Requirement: Report each line of the records where "NewOrderLine" occurs.

Task data:
+++++
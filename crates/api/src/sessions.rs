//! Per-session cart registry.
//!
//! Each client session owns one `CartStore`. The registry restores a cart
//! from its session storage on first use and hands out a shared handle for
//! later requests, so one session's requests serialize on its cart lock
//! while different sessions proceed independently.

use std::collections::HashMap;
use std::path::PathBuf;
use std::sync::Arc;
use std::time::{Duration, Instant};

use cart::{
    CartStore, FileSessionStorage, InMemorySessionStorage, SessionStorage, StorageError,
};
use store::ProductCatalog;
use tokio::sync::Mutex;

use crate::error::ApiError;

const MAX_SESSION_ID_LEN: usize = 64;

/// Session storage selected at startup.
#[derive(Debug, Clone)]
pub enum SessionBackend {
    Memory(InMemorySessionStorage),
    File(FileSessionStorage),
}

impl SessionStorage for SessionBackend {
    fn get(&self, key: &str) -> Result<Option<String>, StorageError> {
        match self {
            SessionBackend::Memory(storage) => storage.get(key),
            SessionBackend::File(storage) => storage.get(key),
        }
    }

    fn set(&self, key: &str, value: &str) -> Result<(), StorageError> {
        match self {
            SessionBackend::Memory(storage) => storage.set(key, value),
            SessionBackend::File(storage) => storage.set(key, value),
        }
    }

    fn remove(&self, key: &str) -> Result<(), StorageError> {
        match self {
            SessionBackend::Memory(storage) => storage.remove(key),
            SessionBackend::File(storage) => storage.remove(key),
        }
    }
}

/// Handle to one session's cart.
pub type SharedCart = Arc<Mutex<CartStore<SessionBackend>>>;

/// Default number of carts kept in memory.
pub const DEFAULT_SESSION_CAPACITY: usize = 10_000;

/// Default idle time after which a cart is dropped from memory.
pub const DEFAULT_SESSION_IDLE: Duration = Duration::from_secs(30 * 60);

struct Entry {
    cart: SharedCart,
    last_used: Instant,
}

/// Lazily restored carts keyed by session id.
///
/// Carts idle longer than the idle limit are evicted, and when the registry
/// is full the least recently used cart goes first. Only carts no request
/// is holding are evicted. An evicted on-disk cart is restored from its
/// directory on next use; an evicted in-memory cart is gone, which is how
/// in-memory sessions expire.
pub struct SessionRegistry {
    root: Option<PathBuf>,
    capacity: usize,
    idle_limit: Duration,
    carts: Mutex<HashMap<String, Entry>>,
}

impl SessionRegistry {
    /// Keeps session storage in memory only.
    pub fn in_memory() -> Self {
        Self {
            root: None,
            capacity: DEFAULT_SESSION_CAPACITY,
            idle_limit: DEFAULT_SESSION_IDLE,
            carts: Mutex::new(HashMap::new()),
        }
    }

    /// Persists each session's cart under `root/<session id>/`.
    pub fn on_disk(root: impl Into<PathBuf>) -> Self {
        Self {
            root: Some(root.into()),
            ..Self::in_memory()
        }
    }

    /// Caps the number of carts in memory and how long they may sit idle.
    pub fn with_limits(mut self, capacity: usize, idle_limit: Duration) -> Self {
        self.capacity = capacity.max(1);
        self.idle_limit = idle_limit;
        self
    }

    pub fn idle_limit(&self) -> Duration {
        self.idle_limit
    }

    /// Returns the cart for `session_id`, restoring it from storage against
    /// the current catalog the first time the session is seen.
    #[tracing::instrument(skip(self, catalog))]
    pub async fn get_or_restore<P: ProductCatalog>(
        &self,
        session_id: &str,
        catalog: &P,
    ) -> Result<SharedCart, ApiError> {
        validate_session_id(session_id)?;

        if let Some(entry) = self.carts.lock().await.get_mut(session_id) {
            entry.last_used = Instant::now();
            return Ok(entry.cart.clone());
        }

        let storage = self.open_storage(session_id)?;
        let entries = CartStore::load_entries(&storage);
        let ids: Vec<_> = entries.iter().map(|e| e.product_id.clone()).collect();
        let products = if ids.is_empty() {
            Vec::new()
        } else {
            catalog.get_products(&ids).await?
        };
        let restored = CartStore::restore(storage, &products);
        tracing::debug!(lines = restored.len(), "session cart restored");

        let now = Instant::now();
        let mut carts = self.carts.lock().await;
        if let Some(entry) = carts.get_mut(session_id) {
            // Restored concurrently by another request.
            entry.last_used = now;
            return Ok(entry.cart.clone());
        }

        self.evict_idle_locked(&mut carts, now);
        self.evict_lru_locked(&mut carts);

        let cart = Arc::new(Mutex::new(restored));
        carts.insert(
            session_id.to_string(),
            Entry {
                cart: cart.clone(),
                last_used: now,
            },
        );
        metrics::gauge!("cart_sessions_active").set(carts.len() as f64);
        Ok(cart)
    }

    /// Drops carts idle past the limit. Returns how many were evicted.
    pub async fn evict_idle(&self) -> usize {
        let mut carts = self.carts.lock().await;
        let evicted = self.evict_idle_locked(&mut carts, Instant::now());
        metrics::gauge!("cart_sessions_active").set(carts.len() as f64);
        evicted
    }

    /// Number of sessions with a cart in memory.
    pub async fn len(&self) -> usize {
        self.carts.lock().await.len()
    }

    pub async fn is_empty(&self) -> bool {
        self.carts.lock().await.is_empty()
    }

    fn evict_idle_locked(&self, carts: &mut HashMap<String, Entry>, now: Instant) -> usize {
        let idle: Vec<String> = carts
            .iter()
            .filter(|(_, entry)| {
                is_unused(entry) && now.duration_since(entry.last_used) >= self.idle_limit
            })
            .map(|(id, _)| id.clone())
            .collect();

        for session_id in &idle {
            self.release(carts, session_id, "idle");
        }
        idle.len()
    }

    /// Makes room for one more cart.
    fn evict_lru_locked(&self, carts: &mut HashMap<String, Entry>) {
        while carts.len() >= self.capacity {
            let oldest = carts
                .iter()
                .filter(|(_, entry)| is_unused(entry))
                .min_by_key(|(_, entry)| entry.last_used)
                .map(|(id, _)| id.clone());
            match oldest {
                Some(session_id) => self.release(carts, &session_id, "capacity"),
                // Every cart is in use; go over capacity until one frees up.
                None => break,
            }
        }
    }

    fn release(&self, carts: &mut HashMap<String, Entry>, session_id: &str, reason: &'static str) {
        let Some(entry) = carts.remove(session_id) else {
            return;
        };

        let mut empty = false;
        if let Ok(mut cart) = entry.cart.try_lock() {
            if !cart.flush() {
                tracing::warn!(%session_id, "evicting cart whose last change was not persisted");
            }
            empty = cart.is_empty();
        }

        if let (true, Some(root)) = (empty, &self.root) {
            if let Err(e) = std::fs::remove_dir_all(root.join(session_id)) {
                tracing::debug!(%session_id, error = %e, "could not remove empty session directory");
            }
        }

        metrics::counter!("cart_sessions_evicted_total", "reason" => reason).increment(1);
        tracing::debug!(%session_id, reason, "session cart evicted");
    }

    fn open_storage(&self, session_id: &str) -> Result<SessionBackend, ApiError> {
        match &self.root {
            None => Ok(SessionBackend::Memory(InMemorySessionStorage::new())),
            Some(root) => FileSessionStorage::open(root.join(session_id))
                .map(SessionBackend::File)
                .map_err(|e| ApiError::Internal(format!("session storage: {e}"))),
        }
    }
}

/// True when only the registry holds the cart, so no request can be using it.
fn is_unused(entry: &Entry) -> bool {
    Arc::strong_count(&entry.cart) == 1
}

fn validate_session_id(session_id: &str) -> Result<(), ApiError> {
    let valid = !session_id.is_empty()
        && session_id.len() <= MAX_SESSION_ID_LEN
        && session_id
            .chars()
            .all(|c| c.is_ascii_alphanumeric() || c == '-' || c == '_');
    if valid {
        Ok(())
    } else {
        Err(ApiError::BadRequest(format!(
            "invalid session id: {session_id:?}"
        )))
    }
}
+++++
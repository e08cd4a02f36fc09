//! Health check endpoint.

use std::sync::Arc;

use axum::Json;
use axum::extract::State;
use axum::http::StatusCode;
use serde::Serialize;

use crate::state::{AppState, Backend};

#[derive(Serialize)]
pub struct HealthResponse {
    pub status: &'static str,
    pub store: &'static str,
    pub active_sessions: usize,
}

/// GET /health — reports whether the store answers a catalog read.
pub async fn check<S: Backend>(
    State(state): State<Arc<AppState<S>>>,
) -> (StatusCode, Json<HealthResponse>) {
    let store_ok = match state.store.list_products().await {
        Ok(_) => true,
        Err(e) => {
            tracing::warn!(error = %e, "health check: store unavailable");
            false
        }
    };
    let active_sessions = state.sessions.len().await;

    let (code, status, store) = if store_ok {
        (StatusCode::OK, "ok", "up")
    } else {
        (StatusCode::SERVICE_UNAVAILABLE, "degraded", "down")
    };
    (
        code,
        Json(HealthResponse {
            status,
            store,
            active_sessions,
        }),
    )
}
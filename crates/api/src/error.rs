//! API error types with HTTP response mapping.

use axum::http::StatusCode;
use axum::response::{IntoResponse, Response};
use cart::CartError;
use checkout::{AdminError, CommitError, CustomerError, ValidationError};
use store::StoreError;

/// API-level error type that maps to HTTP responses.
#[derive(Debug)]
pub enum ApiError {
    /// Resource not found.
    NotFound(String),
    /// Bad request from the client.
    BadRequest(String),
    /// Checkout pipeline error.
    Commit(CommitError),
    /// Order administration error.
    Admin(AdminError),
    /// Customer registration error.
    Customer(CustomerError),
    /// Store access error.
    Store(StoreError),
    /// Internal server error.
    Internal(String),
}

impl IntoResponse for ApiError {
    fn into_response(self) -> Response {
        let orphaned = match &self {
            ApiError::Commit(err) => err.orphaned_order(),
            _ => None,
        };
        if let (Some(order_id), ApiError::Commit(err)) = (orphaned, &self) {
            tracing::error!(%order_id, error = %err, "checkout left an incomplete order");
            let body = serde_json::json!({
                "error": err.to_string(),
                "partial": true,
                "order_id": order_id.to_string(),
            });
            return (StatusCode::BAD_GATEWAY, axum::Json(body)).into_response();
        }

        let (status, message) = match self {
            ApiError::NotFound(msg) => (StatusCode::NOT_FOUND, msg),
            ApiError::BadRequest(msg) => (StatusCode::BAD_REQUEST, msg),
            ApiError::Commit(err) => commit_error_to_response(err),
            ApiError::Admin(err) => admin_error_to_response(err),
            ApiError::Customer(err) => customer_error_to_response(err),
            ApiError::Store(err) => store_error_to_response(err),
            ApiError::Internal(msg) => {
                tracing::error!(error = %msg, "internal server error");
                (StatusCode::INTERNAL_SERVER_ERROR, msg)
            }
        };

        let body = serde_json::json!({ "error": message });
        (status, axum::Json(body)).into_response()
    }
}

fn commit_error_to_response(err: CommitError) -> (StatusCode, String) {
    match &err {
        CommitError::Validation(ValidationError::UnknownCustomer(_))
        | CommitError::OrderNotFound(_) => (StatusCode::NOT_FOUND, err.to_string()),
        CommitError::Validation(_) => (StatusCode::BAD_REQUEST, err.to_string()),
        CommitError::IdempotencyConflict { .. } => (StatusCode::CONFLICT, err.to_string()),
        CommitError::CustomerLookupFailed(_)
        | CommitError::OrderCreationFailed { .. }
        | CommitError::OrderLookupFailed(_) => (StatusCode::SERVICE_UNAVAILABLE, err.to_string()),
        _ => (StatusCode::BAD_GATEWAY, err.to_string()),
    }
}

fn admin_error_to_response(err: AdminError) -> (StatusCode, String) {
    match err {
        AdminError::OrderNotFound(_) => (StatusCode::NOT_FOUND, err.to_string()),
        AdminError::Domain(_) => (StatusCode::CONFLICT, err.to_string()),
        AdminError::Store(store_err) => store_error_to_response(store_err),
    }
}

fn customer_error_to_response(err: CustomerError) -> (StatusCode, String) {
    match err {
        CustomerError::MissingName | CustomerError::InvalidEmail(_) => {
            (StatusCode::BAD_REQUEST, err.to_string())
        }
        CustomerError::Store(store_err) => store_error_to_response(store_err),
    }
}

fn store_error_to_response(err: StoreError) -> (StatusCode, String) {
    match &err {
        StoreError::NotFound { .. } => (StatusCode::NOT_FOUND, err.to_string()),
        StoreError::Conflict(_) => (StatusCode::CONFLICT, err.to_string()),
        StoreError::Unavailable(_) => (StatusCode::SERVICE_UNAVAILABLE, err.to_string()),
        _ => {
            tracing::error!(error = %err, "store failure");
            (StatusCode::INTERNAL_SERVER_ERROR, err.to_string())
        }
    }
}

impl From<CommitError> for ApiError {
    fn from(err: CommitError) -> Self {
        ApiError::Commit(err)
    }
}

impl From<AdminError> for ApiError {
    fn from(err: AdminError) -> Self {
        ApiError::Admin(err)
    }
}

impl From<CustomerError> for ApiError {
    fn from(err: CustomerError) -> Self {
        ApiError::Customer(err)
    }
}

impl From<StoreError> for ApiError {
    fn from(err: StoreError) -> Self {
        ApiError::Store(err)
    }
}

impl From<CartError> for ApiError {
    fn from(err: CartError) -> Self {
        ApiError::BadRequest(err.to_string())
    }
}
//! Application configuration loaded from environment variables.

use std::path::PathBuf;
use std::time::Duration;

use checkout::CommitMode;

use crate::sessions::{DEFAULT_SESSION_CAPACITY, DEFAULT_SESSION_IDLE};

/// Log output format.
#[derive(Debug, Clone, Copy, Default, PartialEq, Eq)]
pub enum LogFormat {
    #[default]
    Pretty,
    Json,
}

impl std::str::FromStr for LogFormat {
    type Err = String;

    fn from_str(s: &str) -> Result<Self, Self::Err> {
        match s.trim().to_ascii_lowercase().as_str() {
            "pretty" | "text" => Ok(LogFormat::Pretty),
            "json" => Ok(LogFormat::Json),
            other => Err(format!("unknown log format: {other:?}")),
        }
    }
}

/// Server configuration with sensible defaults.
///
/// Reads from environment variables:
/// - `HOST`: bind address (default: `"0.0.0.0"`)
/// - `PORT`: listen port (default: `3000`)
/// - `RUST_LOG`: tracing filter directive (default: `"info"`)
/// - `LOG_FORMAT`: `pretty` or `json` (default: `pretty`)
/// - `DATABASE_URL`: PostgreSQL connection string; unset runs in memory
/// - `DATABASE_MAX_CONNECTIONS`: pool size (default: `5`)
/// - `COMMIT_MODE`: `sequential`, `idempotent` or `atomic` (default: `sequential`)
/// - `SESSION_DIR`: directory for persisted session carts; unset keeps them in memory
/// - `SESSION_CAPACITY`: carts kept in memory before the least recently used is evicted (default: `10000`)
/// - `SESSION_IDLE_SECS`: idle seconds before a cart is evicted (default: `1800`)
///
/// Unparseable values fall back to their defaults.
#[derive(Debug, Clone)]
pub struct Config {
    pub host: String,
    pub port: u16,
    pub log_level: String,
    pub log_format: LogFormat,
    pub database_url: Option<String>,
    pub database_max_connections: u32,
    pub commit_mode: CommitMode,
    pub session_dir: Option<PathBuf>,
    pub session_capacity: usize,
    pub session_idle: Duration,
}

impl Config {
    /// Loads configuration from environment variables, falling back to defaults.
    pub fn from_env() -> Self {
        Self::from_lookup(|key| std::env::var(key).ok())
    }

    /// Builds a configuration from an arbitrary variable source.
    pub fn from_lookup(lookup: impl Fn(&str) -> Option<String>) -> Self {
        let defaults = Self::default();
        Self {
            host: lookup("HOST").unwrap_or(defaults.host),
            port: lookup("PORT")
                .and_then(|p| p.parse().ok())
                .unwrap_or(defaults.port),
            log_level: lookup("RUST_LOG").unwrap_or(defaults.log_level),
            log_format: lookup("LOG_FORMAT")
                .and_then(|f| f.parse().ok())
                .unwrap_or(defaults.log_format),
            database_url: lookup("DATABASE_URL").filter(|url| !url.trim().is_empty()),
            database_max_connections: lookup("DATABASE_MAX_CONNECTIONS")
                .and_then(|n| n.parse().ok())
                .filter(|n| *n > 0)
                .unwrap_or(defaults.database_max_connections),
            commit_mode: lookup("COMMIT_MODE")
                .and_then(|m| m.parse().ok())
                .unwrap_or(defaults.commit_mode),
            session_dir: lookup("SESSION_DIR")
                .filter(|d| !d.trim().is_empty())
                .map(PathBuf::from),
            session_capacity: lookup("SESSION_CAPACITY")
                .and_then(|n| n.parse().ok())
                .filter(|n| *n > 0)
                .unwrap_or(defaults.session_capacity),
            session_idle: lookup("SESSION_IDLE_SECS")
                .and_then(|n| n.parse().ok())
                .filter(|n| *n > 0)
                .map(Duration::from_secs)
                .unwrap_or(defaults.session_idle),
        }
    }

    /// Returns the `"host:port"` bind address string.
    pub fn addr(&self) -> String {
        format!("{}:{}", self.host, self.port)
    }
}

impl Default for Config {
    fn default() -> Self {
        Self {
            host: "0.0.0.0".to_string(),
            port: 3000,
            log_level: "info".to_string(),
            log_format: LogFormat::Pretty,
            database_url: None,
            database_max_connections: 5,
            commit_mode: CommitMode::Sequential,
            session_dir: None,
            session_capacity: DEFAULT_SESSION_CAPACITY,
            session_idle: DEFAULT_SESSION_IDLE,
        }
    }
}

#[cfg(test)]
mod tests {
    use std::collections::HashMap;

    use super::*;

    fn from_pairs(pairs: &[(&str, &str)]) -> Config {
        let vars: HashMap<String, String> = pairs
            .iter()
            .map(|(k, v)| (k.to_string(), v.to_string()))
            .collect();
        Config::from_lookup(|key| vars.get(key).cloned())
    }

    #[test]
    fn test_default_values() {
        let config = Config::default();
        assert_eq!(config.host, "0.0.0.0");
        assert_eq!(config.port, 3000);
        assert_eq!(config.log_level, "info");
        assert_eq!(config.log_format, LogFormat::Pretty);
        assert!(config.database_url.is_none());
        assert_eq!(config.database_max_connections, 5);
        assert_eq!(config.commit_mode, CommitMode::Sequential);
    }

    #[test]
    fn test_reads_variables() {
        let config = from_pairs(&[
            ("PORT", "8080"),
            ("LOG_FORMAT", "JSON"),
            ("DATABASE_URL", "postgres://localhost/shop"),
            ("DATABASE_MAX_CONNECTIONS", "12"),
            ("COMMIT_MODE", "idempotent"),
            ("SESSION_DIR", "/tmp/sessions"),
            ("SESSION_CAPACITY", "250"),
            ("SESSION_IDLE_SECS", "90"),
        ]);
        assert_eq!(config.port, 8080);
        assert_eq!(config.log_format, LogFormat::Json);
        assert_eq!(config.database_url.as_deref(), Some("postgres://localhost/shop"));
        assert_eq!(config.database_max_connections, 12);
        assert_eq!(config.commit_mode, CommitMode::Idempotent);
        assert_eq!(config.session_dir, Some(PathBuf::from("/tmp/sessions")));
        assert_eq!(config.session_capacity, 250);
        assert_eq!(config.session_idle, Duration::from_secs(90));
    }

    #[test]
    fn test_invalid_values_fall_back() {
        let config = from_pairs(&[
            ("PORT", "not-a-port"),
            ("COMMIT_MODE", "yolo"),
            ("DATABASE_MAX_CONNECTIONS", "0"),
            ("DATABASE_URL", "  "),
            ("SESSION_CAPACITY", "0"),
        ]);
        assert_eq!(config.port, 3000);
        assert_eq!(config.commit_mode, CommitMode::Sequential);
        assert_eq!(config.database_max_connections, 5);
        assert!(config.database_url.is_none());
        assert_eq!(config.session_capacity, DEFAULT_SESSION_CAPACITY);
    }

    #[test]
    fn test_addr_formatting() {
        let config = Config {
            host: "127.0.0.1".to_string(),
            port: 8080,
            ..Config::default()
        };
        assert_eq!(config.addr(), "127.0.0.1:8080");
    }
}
+++++
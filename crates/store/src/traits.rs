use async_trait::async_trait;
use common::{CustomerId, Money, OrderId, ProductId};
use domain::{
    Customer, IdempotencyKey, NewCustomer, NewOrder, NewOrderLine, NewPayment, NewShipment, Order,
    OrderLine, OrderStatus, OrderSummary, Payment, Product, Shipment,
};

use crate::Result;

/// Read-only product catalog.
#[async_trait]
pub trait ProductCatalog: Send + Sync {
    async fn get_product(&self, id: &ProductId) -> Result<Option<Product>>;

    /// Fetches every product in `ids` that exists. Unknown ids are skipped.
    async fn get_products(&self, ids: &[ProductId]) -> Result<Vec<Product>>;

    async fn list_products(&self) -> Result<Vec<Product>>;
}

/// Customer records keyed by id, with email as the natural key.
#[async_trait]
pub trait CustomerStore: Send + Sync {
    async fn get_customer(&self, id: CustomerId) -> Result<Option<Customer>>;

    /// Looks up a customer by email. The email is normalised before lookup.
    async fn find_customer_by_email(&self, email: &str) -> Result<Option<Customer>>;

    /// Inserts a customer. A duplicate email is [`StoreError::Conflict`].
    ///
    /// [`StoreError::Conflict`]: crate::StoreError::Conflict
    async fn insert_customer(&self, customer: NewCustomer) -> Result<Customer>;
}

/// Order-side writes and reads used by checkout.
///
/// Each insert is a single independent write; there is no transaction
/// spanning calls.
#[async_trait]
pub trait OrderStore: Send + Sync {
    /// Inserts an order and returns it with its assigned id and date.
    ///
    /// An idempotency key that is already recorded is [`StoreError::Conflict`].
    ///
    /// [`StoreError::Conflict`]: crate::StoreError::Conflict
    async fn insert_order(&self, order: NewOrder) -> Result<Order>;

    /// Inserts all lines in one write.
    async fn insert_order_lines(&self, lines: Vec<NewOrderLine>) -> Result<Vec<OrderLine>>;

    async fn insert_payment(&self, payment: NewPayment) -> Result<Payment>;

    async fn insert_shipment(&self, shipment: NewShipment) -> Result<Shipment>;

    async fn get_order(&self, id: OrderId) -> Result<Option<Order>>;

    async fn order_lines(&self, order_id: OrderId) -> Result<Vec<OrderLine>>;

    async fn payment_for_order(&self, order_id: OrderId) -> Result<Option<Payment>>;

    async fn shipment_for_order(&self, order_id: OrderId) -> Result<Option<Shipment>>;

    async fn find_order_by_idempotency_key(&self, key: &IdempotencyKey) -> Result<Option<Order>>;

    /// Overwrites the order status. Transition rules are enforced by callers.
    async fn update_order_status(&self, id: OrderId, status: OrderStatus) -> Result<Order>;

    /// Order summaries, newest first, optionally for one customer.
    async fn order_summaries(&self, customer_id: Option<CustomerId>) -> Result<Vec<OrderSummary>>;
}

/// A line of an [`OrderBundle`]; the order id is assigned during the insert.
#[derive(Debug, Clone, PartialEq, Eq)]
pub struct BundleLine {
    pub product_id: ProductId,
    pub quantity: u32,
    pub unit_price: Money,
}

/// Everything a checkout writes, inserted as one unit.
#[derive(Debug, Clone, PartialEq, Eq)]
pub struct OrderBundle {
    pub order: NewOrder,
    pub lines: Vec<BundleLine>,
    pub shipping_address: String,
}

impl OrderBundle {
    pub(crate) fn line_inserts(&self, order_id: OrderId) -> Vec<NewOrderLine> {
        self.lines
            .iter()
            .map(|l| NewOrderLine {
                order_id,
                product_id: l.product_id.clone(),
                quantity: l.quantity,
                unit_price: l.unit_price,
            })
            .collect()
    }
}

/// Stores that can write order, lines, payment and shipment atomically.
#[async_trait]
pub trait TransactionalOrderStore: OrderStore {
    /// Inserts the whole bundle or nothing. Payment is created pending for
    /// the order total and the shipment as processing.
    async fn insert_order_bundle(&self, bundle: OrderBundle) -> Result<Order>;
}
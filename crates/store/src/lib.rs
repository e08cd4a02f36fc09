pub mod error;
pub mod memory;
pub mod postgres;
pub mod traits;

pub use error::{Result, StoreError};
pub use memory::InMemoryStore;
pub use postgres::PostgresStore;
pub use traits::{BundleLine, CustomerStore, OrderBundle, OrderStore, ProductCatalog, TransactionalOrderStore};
+++++
Written solution:
    Customer, IdempotencyKey, NewCustomer, NewOrder, NewOrderLine, NewPayment, NewShipment, Order,
    async fn insert_order_lines(&self, lines: Vec<NewOrderLine>) -> Result<Vec<OrderLine>>;
    pub(crate) fn line_inserts(&self, order_id: OrderId) -> Vec<NewOrderLine> {
            .map(|l| NewOrderLine {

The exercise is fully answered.